- Directions:
Beginning with the line that holds "#[async_trait]", please retype each line through the end of the listing below, both ends included, and nothing more.

((

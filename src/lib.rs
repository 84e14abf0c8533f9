//! Fantasy Football League Ledger
//!
//! Tracks a fantasy football league's weekly results and settles its money:
//!
//! 1. **Ingestion**: pull final matchups from the league source and store one
//!    record per pairing per week.
//! 2. **Bonuses**: skins pot, survivor pool and highest regular-season points,
//!    computed from the stored weeks.
//! 3. **Accounting**: playoff payouts plus bonuses against each team's buy-in,
//!    and a ledger of dues collected.

pub mod accounting;
pub mod bonus;
pub mod config;
pub mod error;
pub mod ingest;
pub mod report;
pub mod season;
pub mod source;
pub mod store;
pub mod types;

pub use accounting::{BalanceSheet, BalanceStatus, FinancialReport, LeagueAccounting, WinningsLedger};
pub use bonus::{BonusRunner, HighPointsEngine, SkinsEngine, SurvivorEngine};
pub use config::Config;
pub use error::{LeagueError, Result};
pub use ingest::{MatchupIngestor, WeekIngestion};
pub use season::SeasonMatchups;
pub use source::{LeagueDataSource, YahooClient};
pub use store::{open_store, GitHubStore, LocalStore, MemoryStore, ResultStore};
pub use types::{MatchupRecord, Team, WeekSelector};
//! League data sources
//!
//! A source answers three questions: who is in the league, what happened in a
//! team's matchup for a given week, and how the league finished.

pub mod yahoo;

pub use yahoo::YahooClient;

use crate::error::Result;
use crate::types::{StandingsEntry, Team, TeamMatchup};
use async_trait::async_trait;

#[async_trait]
pub trait LeagueDataSource: Send + Sync {
    /// Confirm credentials grant access to the league
    async fn verify_access(&self) -> Result<()>;

    /// Every team in the league
    async fn roster(&self) -> Result<Vec<Team>>;

    /// One team's matchup for a week
    async fn team_matchup(&self, team_key: &str, week: u32) -> Result<TeamMatchup>;

    /// Top `top_n` teams of the final standings, best rank first
    async fn final_standings(&self, top_n: usize) -> Result<Vec<StandingsEntry>>;

    /// Source name for display
    fn name(&self) -> &'static str;
}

))

- Answer space:
#[async_trait]
pub trait LeagueDataSource: Send + Sync {
    /// Confirm credentials grant access to the league
    async fn verify_access(&self) -> Result<()>;

    /// Every team in the league
    async fn roster(&self) -> Result<Vec<Team>>;

    /// One team's matchup for a week
    async fn team_matchup(&self, team_key: &str, week: u32) -> Result<TeamMatchup>;

    /// Top `top_n` teams of the final standings, best rank first
    async fn final_standings(&self, top_n: usize) -> Result<Vec<StandingsEntry>>;

    /// Source name for display
    fn name(&self) -> &'static str;
}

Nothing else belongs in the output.